**Assigned task:** Scan the material below for "Entries", then return each line that contains it.

**Records for the exercise:**
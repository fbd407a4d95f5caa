//! Audit report: one model's findings across every dimension.
//!
//! `healthy` and `complete` are independent. A report is healthy when no
//! audited dimension found anything, and complete when every dimension was
//! actually audited. A healthy, incomplete report means "no known problems".

use std::fmt;

use chrono::{DateTime, Utc};
use serde::{Deserialize, Serialize};
use serde_json::json;

use crate::audit::{AuditStatus, Finding, FindingKind};
use crate::model::{CollectionKind, Scope};

/// Timeline versus keyspace.
#[derive(Debug, Clone, Default, PartialEq, Serialize, Deserialize)]
pub struct InstancesAudit {
    /// Timeline key.
    pub key: String,
    /// Entries in the timeline.
    pub timeline_count: usize,
    /// Primary keys found by the scan.
    pub keyspace_count: usize,
    /// In the timeline, not in the keyspace.
    pub phantoms: Vec<String>,
    /// In the keyspace, not in the timeline.
    pub missing: Vec<String>,
}

impl InstancesAudit {
    /// Whether nothing was found.
    #[must_use]
    pub fn is_clean(&self) -> bool {
        self.phantoms.is_empty() && self.missing.is_empty()
    }
}

/// Unique or multi.
#[derive(Debug, Clone, Copy, PartialEq, Eq, Serialize, Deserialize)]
#[serde(rename_all = "snake_case")]
pub enum IndexKind {
    /// Value to one identifier.
    Unique,
    /// Value to a set of identifiers.
    Multi,
}

impl fmt::Display for IndexKind {
    fn fmt(&self, f: &mut fmt::Formatter<'_>) -> fmt::Result {
        f.write_str(match self {
            Self::Unique => "unique",
            Self::Multi => "multi",
        })
    }
}

/// One index's audit.
#[derive(Debug, Clone, PartialEq, Serialize, Deserialize)]
pub struct IndexAudit {
    /// Index name.
    pub name: String,
    /// Indexed field.
    pub field: String,
    /// Unique or multi.
    pub kind: IndexKind,
    /// Namespace.
    pub scope: Scope,
    /// Whether the audit ran.
    pub status: AuditStatus,
    /// Entries examined.
    pub checked: usize,
    /// Entries pointing at a gone record or a changed value.
    pub stale: Vec<Finding>,
    /// Live records with no entry.
    pub missing: Vec<Finding>,
}

impl IndexAudit {
    pub(crate) fn new(name: &str, field: &str, kind: IndexKind, scope: &Scope) -> Self {
        Self {
            name: name.to_string(),
            field: field.to_string(),
            kind,
            scope: scope.clone(),
            status: AuditStatus::Audited,
            checked: 0,
            stale: Vec::new(),
            missing: Vec::new(),
        }
    }

    pub(crate) fn not_implemented(mut self, reason: impl Into<String>) -> Self {
        self.status = AuditStatus::NotImplemented {
            reason: reason.into(),
        };
        self
    }

    /// Whether nothing was found.
    #[must_use]
    pub fn is_clean(&self) -> bool {
        self.stale.is_empty() && self.missing.is_empty()
    }
}

/// One participation's audit.
#[derive(Debug, Clone, PartialEq, Serialize, Deserialize)]
pub struct ParticipationAudit {
    /// Owner type.
    pub owner_type: String,
    /// Collection name.
    pub collection: String,
    /// Storage kind.
    pub kind: CollectionKind,
    /// `class`, `instance` or `through <model>`.
    pub scope: String,
    /// Whether the audit ran.
    pub status: AuditStatus,
    /// Collections read.
    pub collections_checked: usize,
    /// Members examined.
    pub members_checked: usize,
    /// Members whose record is gone.
    pub stale: Vec<Finding>,
}

impl ParticipationAudit {
    /// `owner.collection`.
    #[must_use]
    pub fn label(&self) -> String {
        format!("{}.{}", self.owner_type, self.collection)
    }

    /// Whether nothing was found.
    #[must_use]
    pub fn is_clean(&self) -> bool {
        self.stale.is_empty()
    }
}

/// Findings for one model across every dimension.
#[derive(Debug, Clone, PartialEq, Serialize, Deserialize)]
pub struct AuditReport {
    /// Model type.
    pub model: String,
    /// Timeline versus keyspace.
    pub instances: InstancesAudit,
    /// One entry per declared unique index.
    pub unique_indexes: Vec<IndexAudit>,
    /// One entry per declared multi index.
    pub multi_indexes: Vec<IndexAudit>,
    /// One entry per declared participation.
    pub participations: Vec<ParticipationAudit>,
    /// When the audit started.
    pub audited_at: DateTime<Utc>,
    /// Wall-clock duration.
    pub duration_ms: u64,
}

impl AuditReport {
    fn indexes(&self) -> impl Iterator<Item = &IndexAudit> {
        self.unique_indexes.iter().chain(&self.multi_indexes)
    }

    /// No finding in any dimension.
    #[must_use]
    pub fn healthy(&self) -> bool {
        self.instances.is_clean()
            && self.indexes().all(IndexAudit::is_clean)
            && self.participations.iter().all(ParticipationAudit::is_clean)
    }

    /// Every dimension was audited.
    #[must_use]
    pub fn complete(&self) -> bool {
        self.indexes().all(|i| i.status.is_audited())
            && self.participations.iter().all(|p| p.status.is_audited())
    }

    /// Labels of dimensions that were not audited.
    #[must_use]
    pub fn not_implemented(&self) -> Vec<String> {
        self.indexes()
            .filter(|i| !i.status.is_audited())
            .map(|i| i.name.clone())
            .chain(
                self.participations
                    .iter()
                    .filter(|p| !p.status.is_audited())
                    .map(ParticipationAudit::label),
            )
            .collect()
    }

    /// Every finding, instance findings first.
    #[must_use]
    pub fn findings(&self) -> Vec<Finding> {
        let instances = &self.instances;
        let phantoms = instances
            .phantoms
            .iter()
            .map(|id| Finding::new(FindingKind::Phantom, id, "instances", &instances.key));
        let missing = instances
            .missing
            .iter()
            .map(|id| Finding::new(FindingKind::Missing, id, "instances", &instances.key));
        phantoms
            .chain(missing)
            .chain(
                self.indexes()
                    .flat_map(|i| i.stale.iter().chain(&i.missing).cloned()),
            )
            .chain(self.participations.iter().flat_map(|p| p.stale.iter().cloned()))
            .collect()
    }

    /// Number of findings.
    #[must_use]
    pub fn finding_count(&self) -> usize {
        let indexes: usize = self
            .indexes()
            .map(|i| i.stale.len().saturating_add(i.missing.len()))
            .sum();
        let participations: usize = self.participations.iter().map(|p| p.stale.len()).sum();
        self.instances
            .phantoms
            .len()
            .saturating_add(self.instances.missing.len())
            .saturating_add(indexes)
            .saturating_add(participations)
    }

    /// Structured form for programmatic consumers.
    #[must_use]
    pub fn to_map(&self) -> serde_json::Value {
        json!({
            "model": self.model,
            "healthy": self.healthy(),
            "complete": self.complete(),
            "audited_at": self.audited_at.to_rfc3339(),
            "duration_ms": self.duration_ms,
            "instances": self.instances,
            "unique_indexes": self.unique_indexes,
            "multi_indexes": self.multi_indexes,
            "participations": self.participations,
        })
    }
}

fn yes_no(flag: bool) -> &'static str {
    if flag { "yes" } else { "no" }
}

fn write_index(f: &mut fmt::Formatter<'_>, index: &IndexAudit) -> fmt::Result {
    write!(
        f,
        "  {} index {} ({}, {}): ",
        index.kind, index.name, index.field, index.scope
    )?;
    if let AuditStatus::NotImplemented { reason } = &index.status {
        return writeln!(f, "NOT IMPLEMENTED ({reason})");
    }
    writeln!(
        f,
        "checked {}, stale {}, missing {}",
        index.checked,
        index.stale.len(),
        index.missing.len()
    )
}

impl fmt::Display for AuditReport {
    fn fmt(&self, f: &mut fmt::Formatter<'_>) -> fmt::Result {
        writeln!(
            f,
            "Audit of {} at {} ({} ms)",
            self.model,
            self.audited_at.to_rfc3339(),
            self.duration_ms
        )?;
        writeln!(
            f,
            "  healthy: {}  complete: {}",
            yes_no(self.healthy()),
            yes_no(self.complete())
        )?;
        let inst = &self.instances;
        writeln!(
            f,
            "  instances: timeline {}, keyspace {}, phantoms {}, missing {}",
            inst.timeline_count,
            inst.keyspace_count,
            inst.phantoms.len(),
            inst.missing.len()
        )?;
        if !inst.phantoms.is_empty() {
            writeln!(f, "    phantoms: {}", inst.phantoms.join(", "))?;
        }
        if !inst.missing.is_empty() {
            writeln!(f, "    missing: {}", inst.missing.join(", "))?;
        }
        for index in self.indexes() {
            write_index(f, index)?;
        }
        for part in &self.participations {
            write!(f, "  participation {} ({}, {}): ", part.label(), part.kind, part.scope)?;
            if let AuditStatus::NotImplemented { reason } = &part.status {
                writeln!(f, "NOT IMPLEMENTED ({reason})")?;
                continue;
            }
            writeln!(
                f,
                "collections {}, members {}, stale {}",
                part.collections_checked,
                part.members_checked,
                part.stale.len()
            )?;
        }
        Ok(())
    }
}

#[cfg(test)]
mod tests {
    use super::*;
    use crate::audit::StaleReason;

    fn report() -> AuditReport {
        AuditReport {
            model: "user".into(),
            instances: InstancesAudit {
                key: "user:instances".into(),
                timeline_count: 3,
                keyspace_count: 2,
                phantoms: vec!["a".into()],
                missing: Vec::new(),
            },
            unique_indexes: vec![IndexAudit::new(
                "email_index",
                "email",
                IndexKind::Unique,
                &Scope::Global,
            )],
            multi_indexes: vec![
                IndexAudit::new(
                    "user_skill_index",
                    "skill",
                    IndexKind::Multi,
                    &Scope::Within("team".into()),
                )
                .not_implemented("scoped multi index"),
            ],
            participations: Vec::new(),
            audited_at: Utc::now(),
            duration_ms: 4,
        }
    }

    #[test]
    fn test_health_and_completeness_are_independent() {
        let mut report = report();
        assert!(!report.healthy());
        assert!(!report.complete());
        assert_eq!(report.not_implemented(), vec!["user_skill_index"]);

        report.instances.phantoms.clear();
        assert!(report.healthy());
        assert!(!report.complete());
    }

    #[test]
    fn test_findings_flatten_every_dimension() {
        let mut report = report();
        report.unique_indexes[0].stale.push(
            Finding::new(
                FindingKind::Stale(StaleReason::ObjectMissing),
                "a",
                "email_index",
                "user:email_index",
            )
            .with_value("a@x"),
        );
        let findings = report.findings();
        assert_eq!(findings.len(), 2);
        assert_eq!(report.finding_count(), 2);
        assert_eq!(findings[0].kind, FindingKind::Phantom);
        assert_eq!(findings[0].key, "user:instances");
        assert_eq!(findings[1].field_value.as_deref(), Some("a@x"));
    }

    #[test]
    fn test_to_map_carries_predicates() {
        let map = report().to_map();
        assert_eq!(map["model"], "user");
        assert_eq!(map["healthy"], false);
        assert_eq!(map["complete"], false);
        assert_eq!(map["instances"]["phantoms"][0], "a");
        assert_eq!(map["multi_indexes"][0]["status"]["status"], "not_implemented");
    }

    #[test]
    fn test_display_surfaces_marker() {
        let text = report().to_string();
        assert!(text.contains("healthy: no  complete: no"));
        assert!(text.contains("phantoms: a"));
        assert!(text.contains("NOT IMPLEMENTED (scoped multi index)"));
    }
}
//! Timeline scores.
//!
//! A record's score is its `updated` timestamp, else its `created`
//! timestamp, else the wall-clock time of the write. Timestamps are read as
//! epoch seconds (integer or fractional) or RFC 3339.

use std::collections::BTreeMap;

use chrono::{DateTime, Utc};

/// Score a record from its fields.
#[must_use]
pub fn timestamp_score(
    fields: &BTreeMap<String, String>,
    updated_field: &str,
    created_field: &str,
) -> f64 {
    [updated_field, created_field]
        .into_iter()
        .find_map(|field| fields.get(field).and_then(|raw| parse_timestamp(raw)))
        .unwrap_or_else(now)
}

/// Parse an epoch-seconds or RFC 3339 timestamp.
#[must_use]
pub fn parse_timestamp(raw: &str) -> Option<f64> {
    let raw = raw.trim();
    if raw.is_empty() {
        return None;
    }
    if let Ok(secs) = raw.parse::<f64>() {
        return secs.is_finite().then_some(secs);
    }
    DateTime::parse_from_rfc3339(raw)
        .ok()
        .map(|dt| to_epoch(dt.with_timezone(&Utc)))
}

/// Current wall-clock time in epoch seconds.
#[must_use]
pub fn now() -> f64 {
    to_epoch(Utc::now())
}

#[allow(clippy::cast_precision_loss)]
fn to_epoch(dt: DateTime<Utc>) -> f64 {
    dt.timestamp_micros() as f64 / 1_000_000.0
}

#[cfg(test)]
mod tests {
    use super::*;

    fn fields(pairs: &[(&str, &str)]) -> BTreeMap<String, String> {
        pairs
            .iter()
            .map(|(k, v)| ((*k).to_string(), (*v).to_string()))
            .collect()
    }

    #[test]
    fn test_updated_preferred() {
        let f = fields(&[("updated", "200"), ("created", "100")]);
        assert!((timestamp_score(&f, "updated", "created") - 200.0).abs() < f64::EPSILON);
    }

    #[test]
    fn test_created_fallback() {
        let f = fields(&[("created", "100.5")]);
        assert!((timestamp_score(&f, "updated", "created") - 100.5).abs() < f64::EPSILON);
    }

    #[test]
    fn test_unparseable_updated_falls_through() {
        let f = fields(&[("updated", "yesterday"), ("created", "42")]);
        assert!((timestamp_score(&f, "updated", "created") - 42.0).abs() < f64::EPSILON);
    }

    #[test]
    fn test_rfc3339() {
        let parsed = parse_timestamp("1970-01-01T00:01:40Z").unwrap();
        assert!((parsed - 100.0).abs() < f64::EPSILON);
    }

    #[test]
    fn test_wall_clock_fallback() {
        let before = now();
        let score = timestamp_score(&BTreeMap::new(), "updated", "created");
        assert!(score >= before);
    }

    #[test]
    fn test_non_finite_rejected() {
        assert_eq!(parse_timestamp("NaN"), None);
        assert_eq!(parse_timestamp("inf"), None);
    }
}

**Written answer:**
    /// Entries in the timeline.
    /// Entries examined.
    /// Entries pointing at a gone record or a changed value.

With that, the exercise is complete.